In subsequent chapters he continues to share his understanding of the current Middle East conflict refracted through the lens of his family life. He illustrates how the unceasing pressure of Holocaust experience and memory is reinforced and reaffirmed regularly in Israel and throughout the world Jewish communities. The impact of Holocaust on Ashkenazic Jews is stressed, but also that the traditions and culture of the Jews who came from the ancient communities of Africa and the Middle East were ignored in many ways by Israeli government policy in “integrating” them. The many positive aspects of their cultural and religious lives that had flourished in the Arab world were buried, in their process being reborn as “Israelis.” He asserts that “Israel is today the least safe place in the world for Jews to live.” He urges Israelis to re-connect with the humanistic visions of Judaism that he sees more alive in the “integrative” approach of American Jewry, as reflected in the wide varieties of Jewish expression that have developed in the USA, with its long traditions of religious freedom and no state religion.

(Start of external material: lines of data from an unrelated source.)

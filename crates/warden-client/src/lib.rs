//! # Warden Client
//!
//! Authenticated gRPC client for the Warden identity platform.
//!
//! A [`Client`] opens one connection to a platform instance and binds a stub
//! for every platform API to it. Calls from any stub carry the credentials
//! configured through [`ClientOptions::with_auth`].
//!
//! ```no_run
//! use warden_client::{pat, Client, ClientOptions, Target, TransportOption};
//! use std::time::Duration;
//!
//! # async fn run() -> warden_core::WardenResult<()> {
//! let options = ClientOptions::new()
//!     .with_auth(pat("my-personal-access-token"))
//!     .with_transport_options([TransportOption::ConnectTimeout(Duration::from_secs(5))]);
//!
//! let client = Client::new(&Target::new("auth.example.com"), options).await?;
//! let me = client
//!     .auth_service()
//!     .get_my_user(warden_client::proto::auth::v1::GetMyUserRequest {})
//!     .await;
//! # Ok(())
//! # }
//! ```

pub mod client;
pub mod connection;
pub mod credentials;
pub mod options;
pub mod target;
pub mod tls;

pub use client::Client;
pub use connection::{AuthChannel, Connection};
pub use credentials::{
    pat, token_source_initializer, AccessToken, CallCredentials, StaticTokenSource, TokenSource,
    TokenSourceInitializer, AUTHORIZATION_METADATA_KEY, BEARER_PREFIX,
};
pub use options::{ClientOptions, DialOption, TransportOption};
pub use target::Target;
pub use tls::TransportCredentials;

/// Generated message and stub types.
pub use warden_proto as proto;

In describing the complex and the multilayered history of the development of Zionism and the birth of the Jewish state, he cites the work of Rabbi Julian Morgenstern, an American-born rabbi, who published a thesis in 1915 which described Zionism as an admission of defeat and an acceptance of anti Semitic values, because it was an attempt at escape from—not reform of—Judeophobic societies! Morgenstem believed that integration into Western, [essentially] American society was the most effective remedy to the centuries-old Jewish problem. This is in great contrast to the Zionism—strengthened by the ascendancy of the Third Reich and the minimal response to fascism by much of the Western world to its destruction of European Jewry—which proclaimed the formation of a Jewish State among the nations of the world. (Morgenstern did later become a supporter of the establishment of this Jewish state in response to the Shoah.)

Burg goes on to describe how he believes the Holocaust changed the course of American Jewish history and moved this community to its current dominant support of Zionism. He takes the reader on a fascinating journey through the contemporary Jewish world in these reflections. The examples are diverse, stimulating and rich.

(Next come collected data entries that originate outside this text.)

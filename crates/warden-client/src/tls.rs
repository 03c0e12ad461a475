//! Transport security for client connections.

use std::fs;
use std::path::Path;
use tonic::transport::{Certificate, ClientTlsConfig, Endpoint};
use tracing::{debug, info};
use warden_core::{WardenError, WardenResult};

const PEM_CERTIFICATE_MARKER: &str = "-----BEGIN CERTIFICATE-----";

/// Transport-level security of a connection: TLS or plaintext.
#[derive(Debug, Clone)]
pub struct TransportCredentials {
    tls: Option<ClientTlsConfig>,
}

impl TransportCredentials {
    /// Resolves transport security for `domain`.
    ///
    /// With TLS enabled the server is verified against the PEM bundle at
    /// `ca_cert_path`, or the native root store when no bundle is given.
    pub fn new(domain: &str, tls: bool, ca_cert_path: Option<&Path>) -> WardenResult<Self> {
        if !tls {
            debug!("Transport security disabled for {}", domain);
            return Ok(Self::insecure());
        }

        let config = ClientTlsConfig::new().domain_name(domain);
        let config = match ca_cert_path {
            Some(path) => {
                let pem = read_certificate_bundle(path)?;
                info!("Client TLS configured with CA bundle {}", path.display());
                config.ca_certificate(Certificate::from_pem(pem))
            }
            None => {
                debug!("Client TLS configured with native roots");
                config.with_native_roots()
            }
        };

        Ok(Self { tls: Some(config) })
    }

    /// Plaintext transport.
    pub const fn insecure() -> Self {
        Self { tls: None }
    }

    pub const fn is_tls(&self) -> bool {
        self.tls.is_some()
    }

    pub const fn tls_config(&self) -> Option<&ClientTlsConfig> {
        self.tls.as_ref()
    }

    pub(crate) fn apply(&self, endpoint: Endpoint) -> WardenResult<Endpoint> {
        match &self.tls {
            Some(config) => Ok(endpoint.tls_config(config.clone())?),
            None => Ok(endpoint),
        }
    }
}

/// Reads a PEM bundle and checks that it holds at least one certificate.
fn read_certificate_bundle(path: &Path) -> WardenResult<Vec<u8>> {
    let pem = fs::read(path).map_err(|e| {
        WardenError::Configuration(format!(
            "Failed to read CA certificate from '{}': {}",
            path.display(),
            e
        ))
    })?;

    if !String::from_utf8_lossy(&pem).contains(PEM_CERTIFICATE_MARKER) {
        return Err(WardenError::Configuration(format!(
            "No PEM certificate found in '{}'",
            path.display()
        )));
    }

    Ok(pem)
}

#[cfg(test)]
mod tests {
    use super::*;
    use std::io::Write;
    use tempfile::NamedTempFile;

    // Test certificate (self-signed, for testing only)
    const TEST_CERT: &str = r#"-----BEGIN CERTIFICATE-----
MIIBkTCB+wIJAKHBfpegFjJgMA0GCSqGSIb3DQEBCwUAMBExDzANBgNVBAMMBnVu
dXNlZDAeFw0yMzAxMDEwMDAwMDBaFw0yNDAxMDEwMDAwMDBaMBExDzANBgNVBAMM
BnVudXNlZDBcMA0GCSqGSIb3DQEBAQUAA0sAMEgCQQC7o96FCFxHQ1rMGK7HrbkL
FJbNhVDGMnXUXaDthEF78+hg+bFnYH/s8HgFxFm/sDnBKiPP0y8O8E9bBOYzWY5d
AgMBAAGjUzBRMB0GA1UdDgQWBBRrT/K4C/NvJJEQs7W5VJvM1PZqpzAfBgNVHSME
GDAWgBRrT/K4C/NvJJEQs7W5VJvM1PZqpzAPBgNVHRMBAf8EBTADAQH/MA0GCSqG
SIb3DQEBCwUAA0EAV8/K1dKcMNwKEgH9tJnzGKSmjDCFPxJFdwFhpfTq3mGf0tMY
HKbT0LKsLK3KM8j5PDPj0g9Y5EqbZMXF0N5bPQ==
-----END CERTIFICATE-----"#;

    fn create_temp_file(content: &str) -> NamedTempFile {
        let mut file = NamedTempFile::new().unwrap();
        file.write_all(content.as_bytes()).unwrap();
        file
    }

    #[test]
    fn test_insecure() {
        let credentials = TransportCredentials::new("localhost", false, None).unwrap();
        assert!(!credentials.is_tls());
        assert!(credentials.tls_config().is_none());
    }

    #[test]
    fn test_insecure_ignores_ca_path() {
        let credentials =
            TransportCredentials::new("localhost", false, Some(Path::new("/nonexistent/ca.pem"))).unwrap();
        assert!(!credentials.is_tls());
    }

    #[test]
    fn test_tls_with_native_roots() {
        let credentials = TransportCredentials::new("example.com", true, None).unwrap();
        assert!(credentials.is_tls());
    }

    #[test]
    fn test_tls_with_ca_bundle() {
        let cert_file = create_temp_file(TEST_CERT);
        let credentials = TransportCredentials::new("example.com", true, Some(cert_file.path())).unwrap();
        assert!(credentials.is_tls());
    }

    #[test]
    fn test_missing_ca_bundle() {
        let result = TransportCredentials::new("example.com", true, Some(Path::new("/nonexistent/ca.pem")));
        assert!(matches!(result, Err(WardenError::Configuration(_))));
    }

    #[test]
    fn test_invalid_ca_bundle() {
        let file = create_temp_file("not a certificate");
        let result = TransportCredentials::new("example.com", true, Some(file.path()));
        assert!(matches!(result, Err(WardenError::Configuration(_))));
    }

    #[test]
    fn test_apply_tls_to_endpoint() {
        let credentials = TransportCredentials::new("example.com", true, None).unwrap();
        let endpoint = Endpoint::from_static("https://example.com:443");
        assert!(credentials.apply(endpoint).is_ok());
    }
}
//! Address of a platform instance.

use std::path::{Path, PathBuf};
use std::str::FromStr;
use url::Host;
use warden_config::{authority, origin as format_origin, ClientSettings, DEFAULT_PLAINTEXT_PORT, DEFAULT_TLS_PORT};
use warden_core::WardenError;

/// The platform instance a client connects to.
///
/// Immutable once built; connection setup only borrows it.
#[derive(Debug, Clone, PartialEq, Eq)]
pub struct Target {
    domain: String,
    port: u16,
    tls: bool,
    ca_cert_path: Option<PathBuf>,
}

impl Target {
    /// Creates a TLS target on port 443.
    pub fn new(domain: impl Into<String>) -> Self {
        Self {
            domain: domain.into(),
            port: DEFAULT_TLS_PORT,
            tls: true,
            ca_cert_path: None,
        }
    }

    /// Uses a custom port, keeping the current TLS setting.
    #[must_use]
    pub fn with_port(mut self, port: u16) -> Self {
        self.port = port;
        self
    }

    /// Switches to a plaintext connection on the given port.
    #[must_use]
    pub fn with_insecure(mut self, port: u16) -> Self {
        self.tls = false;
        self.port = port;
        self
    }

    /// Trusts the PEM bundle at `path` instead of the native root store.
    #[must_use]
    pub fn with_ca_certificate(mut self, path: impl Into<PathBuf>) -> Self {
        self.ca_cert_path = Some(path.into());
        self
    }

    /// Builds a target from loaded settings.
    pub fn from_settings(settings: &ClientSettings) -> Self {
        let mut target = Self::new(settings.domain.clone());
        target = if settings.insecure {
            target.with_insecure(settings.port.unwrap_or(DEFAULT_PLAINTEXT_PORT))
        } else {
            target.with_port(settings.effective_port())
        };
        match &settings.ca_cert_path {
            Some(path) => target.with_ca_certificate(path),
            None => target,
        }
    }

    pub fn domain(&self) -> &str {
        &self.domain
    }

    pub const fn port(&self) -> u16 {
        self.port
    }

    pub const fn is_tls(&self) -> bool {
        self.tls
    }

    pub fn ca_cert_path(&self) -> Option<&Path> {
        self.ca_cert_path.as_deref()
    }

    /// Returns `domain:port`, with IPv6 addresses in brackets.
    pub fn host(&self) -> String {
        authority(&self.domain, self.port)
    }

    /// Returns the externally visible origin, omitting the scheme's default port.
    pub fn origin(&self) -> String {
        format_origin(self.tls, &self.domain, self.port)
    }

    /// Returns the URI the transport dials.
    pub fn uri(&self) -> String {
        format!("{}://{}", self.scheme(), self.host())
    }

    const fn scheme(&self) -> &'static str {
        if self.tls {
            "https"
        } else {
            "http"
        }
    }
}

/// Parses an origin such as `https://auth.example.com` or `http://localhost:8080`.
impl FromStr for Target {
    type Err = WardenError;

    fn from_str(s: &str) -> Result<Self, Self::Err> {
        let url = url::Url::parse(s)
            .map_err(|e| WardenError::Configuration(format!("Invalid target '{}': {}", s, e)))?;

        // IPv6 hosts are kept without brackets so they work as TLS server names
        let domain = match url.host() {
            Some(Host::Domain(domain)) => domain.to_string(),
            Some(Host::Ipv4(addr)) => addr.to_string(),
            Some(Host::Ipv6(addr)) => addr.to_string(),
            None => return Err(WardenError::Configuration(format!("Target '{}' has no host", s))),
        };

        match url.scheme() {
            "https" => Ok(Self::new(domain).with_port(url.port().unwrap_or(DEFAULT_TLS_PORT))),
            "http" => Ok(Self::new(domain).with_insecure(url.port().unwrap_or(DEFAULT_PLAINTEXT_PORT))),
            other => Err(WardenError::Configuration(format!(
                "Unsupported scheme '{}' in target '{}'",
                other, s
            ))),
        }
    }
}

He quotes the Riga-born Israeli Prof. Yeshayahu Leibowitz’s prescient response to the Israeli “victories” of 1967 saying “The inclusion of one and a half million Arabs within Jewish jurisdiction means undermining the human and Jewish essence of the state....The state [that will result] will necessarily be a police state, and its central institution will be the General Security Services.”

Burg further suggests that when Jews release Arabs from the Nazi role we have assigned to them, “it will be easier to solve the existential problem.”

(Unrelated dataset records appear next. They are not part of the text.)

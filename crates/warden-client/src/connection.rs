//! The shared transport connection.

use crate::credentials::CallCredentials;
use crate::options::DialOption;
use crate::target::Target;
use crate::tls::TransportCredentials;
use tonic::service::interceptor::InterceptedService;
use tonic::transport::{Channel, Endpoint};
use tracing::{debug, info};
use uuid::Uuid;
use warden_core::{WardenError, WardenResult};

/// A channel whose calls carry the client's credentials.
pub type AuthChannel = InterceptedService<Channel, CallCredentials>;

/// One established connection to a platform instance.
///
/// Every stub of a [`Client`](crate::Client) holds a clone of the same
/// channel, so all calls are multiplexed over this connection.
#[derive(Debug, Clone)]
pub struct Connection {
    id: Uuid,
    target: Target,
    channel: Channel,
    credentials: CallCredentials,
}

impl Connection {
    /// Dials `target`, applying `options` in order.
    ///
    /// The sequence must contain exactly one [`DialOption::TransportSecurity`]. Without
    /// a [`DialOption::CallCredentials`] calls are sent anonymously.
    pub async fn open(target: &Target, options: Vec<DialOption>) -> WardenResult<Self> {
        let mut endpoint = Endpoint::from_shared(target.uri())?;
        let mut transport: Option<TransportCredentials> = None;
        let mut credentials: Option<CallCredentials> = None;

        for option in options {
            match option {
                DialOption::TransportSecurity(security) => {
                    if transport.is_some() {
                        return Err(WardenError::configuration(
                            "Transport security configured more than once for connection",
                        ));
                    }
                    endpoint = security.apply(endpoint)?;
                    transport = Some(security);
                }
                DialOption::CallCredentials(call) => credentials = Some(call),
                DialOption::Transport(option) => {
                    debug!(?option, "Applying transport option");
                    endpoint = option.apply(endpoint)?;
                }
            }
        }

        let transport = transport.ok_or_else(|| {
            WardenError::configuration("No transport security configured for connection")
        })?;

        if transport.is_tls() != target.is_tls() {
            return Err(WardenError::configuration(format!(
                "Transport security does not match target {}",
                target.origin()
            )));
        }

        let credentials = credentials.unwrap_or_else(|| CallCredentials::anonymous(transport.is_tls()));
        if credentials.requires_transport_security() && !transport.is_tls() {
            return Err(WardenError::configuration(
                "Credentials require transport security but the connection is plaintext",
            ));
        }

        let id = Uuid::now_v7();
        info!(
            connection_id = %id,
            uri = %target.uri(),
            tls = transport.is_tls(),
            authenticated = credentials.is_authenticated(),
            "Opening connection"
        );

        let channel = endpoint.connect().await?;

        info!(connection_id = %id, "Connection established");

        Ok(Self {
            id,
            target: target.clone(),
            channel,
            credentials,
        })
    }

    pub const fn id(&self) -> Uuid {
        self.id
    }

    pub const fn target(&self) -> &Target {
        &self.target
    }

    pub const fn credentials(&self) -> &CallCredentials {
        &self.credentials
    }

    /// Returns the raw channel, without credentials.
    pub fn channel(&self) -> Channel {
        self.channel.clone()
    }

    /// Returns the channel wrapped with the connection's credentials.
    pub fn intercepted(&self) -> AuthChannel {
        InterceptedService::new(self.channel.clone(), self.credentials.clone())
    }
}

These are a very few selections from a compact, powerful book that is filled with wisdom and anguish. Avraham Burg is loyal to Judaism and to the hope that Israel can be an honest reflection of its humanistic values to the world. He knows that the country is dependent on Israelis being guided by humane values and behavior. He challenges each of us to question the current Israeli and American policies that subjugate the Palestinians and block all significant attempts at making peace.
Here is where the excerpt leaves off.